**The task:**
Could you tally the lines in the listing below that include the word "HashMap"? Respond with the total alone.

**Data for analysis:**
//! Tunnel engine capability and its Clash implementation.
//!
//! The sync components only see [`Engine`]. [`ClashEngine`] talks to a Clash
//! (or mihomo) external controller over its RESTful API and, when asked to
//! start, spawns the binary through [`ClashRuntime`].

use std::collections::HashMap;
use std::path::Path;
use std::time::Duration;

use anyhow::{bail, Context, Result};
use async_trait::async_trait;
use serde::Deserialize;

use super::mode::TunnelMode;
use super::runtime::ClashRuntime;
use crate::config::EngineConfig;

/// Controller request timeout.
const CONTROLLER_TIMEOUT: Duration = Duration::from_secs(10);

/// Timeout for the liveness probe behind `is_running`.
const PING_TIMEOUT: Duration = Duration::from_secs(2);

/// Attempts to reach the controller after spawning the engine.
const STARTUP_ATTEMPTS: u32 = 20;

/// Pause before each controller attempt during startup.
const STARTUP_POLL: Duration = Duration::from_millis(250);

/// Built-in selector Clash exposes in global mode.
const CLASH_GLOBAL_GROUP: &str = "GLOBAL";

/// Live state of one proxy inside a group.
#[derive(Debug, Clone, PartialEq, Eq)]
pub struct ProxyRuntimeState {
    pub name: String,
    /// Last measured latency; `None` when untested or timed out.
    pub delay_ms: Option<u32>,
    /// Group this entry was read from.
    pub group: String,
}

/// Engine view of a proxy group.
#[derive(Debug, Clone, PartialEq, Eq)]
pub struct ProxyGroupState {
    pub name: String,
    pub group_type: String,
    /// Currently selected member.
    pub now: String,
    pub proxies: Vec<ProxyRuntimeState>,
}

impl ProxyGroupState {
    pub fn member_names(&self) -> Vec<String> {
        self.proxies.iter().map(|p| p.name.clone()).collect()
    }

    pub fn delay_of(&self, name: &str) -> Option<u32> {
        self.proxies
            .iter()
            .find(|p| p.name == name)
            .and_then(|p| p.delay_ms)
    }

    pub fn is_selectable(&self) -> bool {
        is_selector_type(&self.group_type)
    }
}

fn is_selector_type(group_type: &str) -> bool {
    group_type.eq_ignore_ascii_case("selector") || group_type.eq_ignore_ascii_case("select")
}

/// Capabilities consumed from the tunnel engine.
#[async_trait]
pub trait Engine: Send + Sync {
    async fn is_running(&self) -> bool;

    /// Group names in display order.
    async fn query_group_names(&self, exclude_not_selectable: bool) -> Result<Vec<String>>;

    async fn query_group(&self, name: &str) -> Result<ProxyGroupState>;

    /// Make `proxy` the active member of `group`.
    async fn patch_selector(&self, group: &str, proxy: &str) -> Result<()>;

    /// Run a latency probe over every member of `group`.
    async fn health_check(&self, group: &str) -> Result<HashMap<String, u32>>;

    async fn query_mode(&self) -> Result<TunnelMode>;

    async fn patch_mode(&self, mode: TunnelMode) -> Result<()>;

    /// Start the tunnel with the given profile config.
    async fn start(&self, profile_config: &Path) -> Result<()>;

    async fn stop(&self) -> Result<()>;
}

// ── Controller payloads ─────────────────────────────────────────────

#[derive(Debug, Deserialize)]
struct ProxiesResponse {
    #[serde(default)]
    proxies: HashMap<String, ControllerProxy>,
}

#[derive(Debug, Deserialize)]
struct ControllerProxy {
    #[serde(rename = "type", default)]
    proxy_type: String,
    #[serde(default)]
    now: Option<String>,
    #[serde(default)]
    all: Option<Vec<String>>,
    #[serde(default)]
    history: Vec<DelayHistory>,
}

impl ControllerProxy {
    fn last_delay(&self) -> Option<u32> {
        self.history.last().map(|h| h.delay).filter(|d| *d > 0)
    }
}

#[derive(Debug, Deserialize)]
struct DelayHistory {
    #[serde(default)]
    delay: u32,
}

#[derive(Debug, Deserialize)]
struct ConfigsResponse {
    #[serde(default)]
    mode: String,
}

// ── ClashEngine ─────────────────────────────────────────────────────

/// [`Engine`] backed by the Clash external controller.
pub struct ClashEngine {
    config: EngineConfig,
    base_url: String,
    client: reqwest::Client,
    runtime: tokio::sync::Mutex<Option<ClashRuntime>>,
}

impl ClashEngine {
    pub fn new(config: EngineConfig) -> Result<Self> {
        let client = reqwest::Client::builder()
            .no_proxy()
            .timeout(CONTROLLER_TIMEOUT)
            .connect_timeout(PING_TIMEOUT)
            .build()
            .context("failed to build controller HTTP client")?;
        Ok(Self {
            base_url: config.controller_url.trim_end_matches('/').to_string(),
            config,
            client,
            runtime: tokio::sync::Mutex::new(None),
        })
    }

    fn url(&self, path: &str) -> String {
        format!("{}{}", self.base_url, path)
    }

    fn group_url(&self, group: &str) -> String {
        self.url(&format!("/proxies/{}", urlencoding::encode(group)))
    }

    fn request(&self, method: reqwest::Method, url: &str) -> reqwest::RequestBuilder {
        let req = self.client.request(method, url);
        match &self.config.controller_secret {
            Some(secret) if !secret.is_empty() => req.bearer_auth(secret),
            _ => req,
        }
    }

    async fn get_json<T: serde::de::DeserializeOwned>(&self, url: &str) -> Result<T> {
        let resp = self
            .request(reqwest::Method::GET, url)
            .send()
            .await
            .with_context(|| format!("failed to reach Clash controller: {url}"))?;
        let status = resp.status();
        if !status.is_success() {
            let body = resp.text().await.unwrap_or_default();
            bail!("Clash controller returned HTTP {status} for {url}: {body}");
        }
        resp.json()
            .await
            .with_context(|| format!("malformed Clash controller response: {url}"))
    }

    async fn proxies(&self) -> Result<HashMap<String, ControllerProxy>> {
        let resp: ProxiesResponse = self.get_json(&self.url("/proxies")).await?;
        Ok(resp.proxies)
    }

    async fn ensure_success(resp: reqwest::Response, what: &str) -> Result<()> {
        let status = resp.status();
        if !status.is_success() {
            let body = resp.text().await.unwrap_or_default();
            bail!("Clash {what} failed (HTTP {status}): {body}");
        }
        Ok(())
    }
}

/// Order groups the way the engine's GLOBAL selector lists them, unknown
/// groups by name, and GLOBAL itself last.
fn order_group_names(
    proxies: &HashMap<String, ControllerProxy>,
    global_group: &str,
    exclude_not_selectable: bool,
) -> Vec<String> {
    let global_order: Vec<String> = proxies
        .get(global_group)
        .and_then(|g| g.all.clone())
        .unwrap_or_default();
    let position = |name: &str| {
        global_order
            .iter()
            .position(|n| n == name)
            .unwrap_or(usize::MAX)
    };

    let mut names: Vec<String> = proxies
        .iter()
        .filter(|(name, p)| p.all.is_some() && name.as_str() != global_group)
        .filter(|(_, p)| !exclude_not_selectable || is_selector_type(&p.proxy_type))
        .map(|(name, _)| name.clone())
        .collect();
    names.sort_by(|a, b| position(a).cmp(&position(b)).then_with(|| a.cmp(b)));
    if proxies.contains_key(global_group) {
        names.push(global_group.to_string());
    }
    names
}

#[async_trait]
impl Engine for ClashEngine {
    async fn is_running(&self) -> bool {
        let req = self
            .request(reqwest::Method::GET, &self.url("/version"))
            .timeout(PING_TIMEOUT);
        matches!(req.send().await, Ok(resp) if resp.status().is_success())
    }

    async fn query_group_names(&self, exclude_not_selectable: bool) -> Result<Vec<String>> {
        let proxies = self.proxies().await?;
        Ok(order_group_names(&proxies, CLASH_GLOBAL_GROUP, exclude_not_selectable))
    }

    async fn query_group(&self, name: &str) -> Result<ProxyGroupState> {
        let proxies = self.proxies().await?;
        let Some(group) = proxies.get(name) else {
            bail!("proxy group '{name}' not found");
        };
        let Some(members) = group.all.as_ref() else {
            bail!("'{name}' is a proxy, not a group");
        };
        let proxies_state = members
            .iter()
            .map(|member| ProxyRuntimeState {
                name: member.clone(),
                delay_ms: proxies.get(member).and_then(ControllerProxy::last_delay),
                group: name.to_string(),
            })
            .collect();
        Ok(ProxyGroupState {
            name: name.to_string(),
            group_type: group.proxy_type.clone(),
            now: group.now.clone().unwrap_or_default(),
            proxies: proxies_state,
        })
    }

    async fn patch_selector(&self, group: &str, proxy: &str) -> Result<()> {
        let url = self.group_url(group);
        let resp = self
            .request(reqwest::Method::PUT, &url)
            .json(&serde_json::json!({ "name": proxy }))
            .send()
            .await
            .context("failed to reach Clash controller for node switch")?;
        Self::ensure_success(resp, "node switch").await?;
        tracing::debug!(group, proxy, "selector patched");
        Ok(())
    }

    async fn health_check(&self, group: &str) -> Result<HashMap<String, u32>> {
        let url = self.url(&format!("/group/{}/delay", urlencoding::encode(group)));
        let req = self
            .request(reqwest::Method::GET, &url)
            .query(&[
                ("url", self.config.probe_url.clone()),
                ("timeout", self.config.probe_timeout_ms.to_string()),
            ])
            .timeout(CONTROLLER_TIMEOUT + Duration::from_millis(self.config.probe_timeout_ms));
        let resp = req
            .send()
            .await
            .context("failed to reach Clash controller for latency probe")?;
        let status = resp.status();
        if !status.is_success() {
            let body = resp.text().await.unwrap_or_default();
            bail!("Clash latency probe failed (HTTP {status}): {body}");
        }
        resp.json()
            .await
            .context("malformed Clash latency probe response")
    }

    async fn query_mode(&self) -> Result<TunnelMode> {
        let configs: ConfigsResponse = self.get_json(&self.url("/configs")).await?;
        Ok(TunnelMode::from_clash(&configs.mode))
    }

    async fn patch_mode(&self, mode: TunnelMode) -> Result<()> {
        let resp = self
            .request(reqwest::Method::PATCH, &self.url("/configs"))
            .json(&serde_json::json!({ "mode": mode.as_clash() }))
            .send()
            .await
            .context("failed to reach Clash controller for mode switch")?;
        Self::ensure_success(resp, "mode switch").await
    }

    async fn start(&self, profile_config: &Path) -> Result<()> {
        if self.is_running().await {
            tracing::info!("engine controller already reachable, not spawning");
            return Ok(());
        }
        let mut slot = self.runtime.lock().await;
        let mut runtime = ClashRuntime::spawn(&self.config, profile_config)?;

        for _ in 0..STARTUP_ATTEMPTS {
            tokio::time::sleep(STARTUP_POLL).await;
            if let Some(status) = runtime.exit_status()? {
                bail!("engine exited before its controller came up ({status})");
            }
            if self.is_running().await {
                tracing::info!(pid = ?runtime.pid(), "engine started");
                *slot = Some(runtime);
                return Ok(());
            }
        }
        runtime.shutdown().await?;
        bail!(
            "engine started but controller {} never became reachable",
            self.base_url
        )
    }

    async fn stop(&self) -> Result<()> {
        match self.runtime.lock().await.take() {
            Some(runtime) => runtime.shutdown().await,
            None => {
                tracing::warn!("engine was not started by this process; leaving it running");
                Ok(())
            }
        }
    }
}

**Finished task:**
6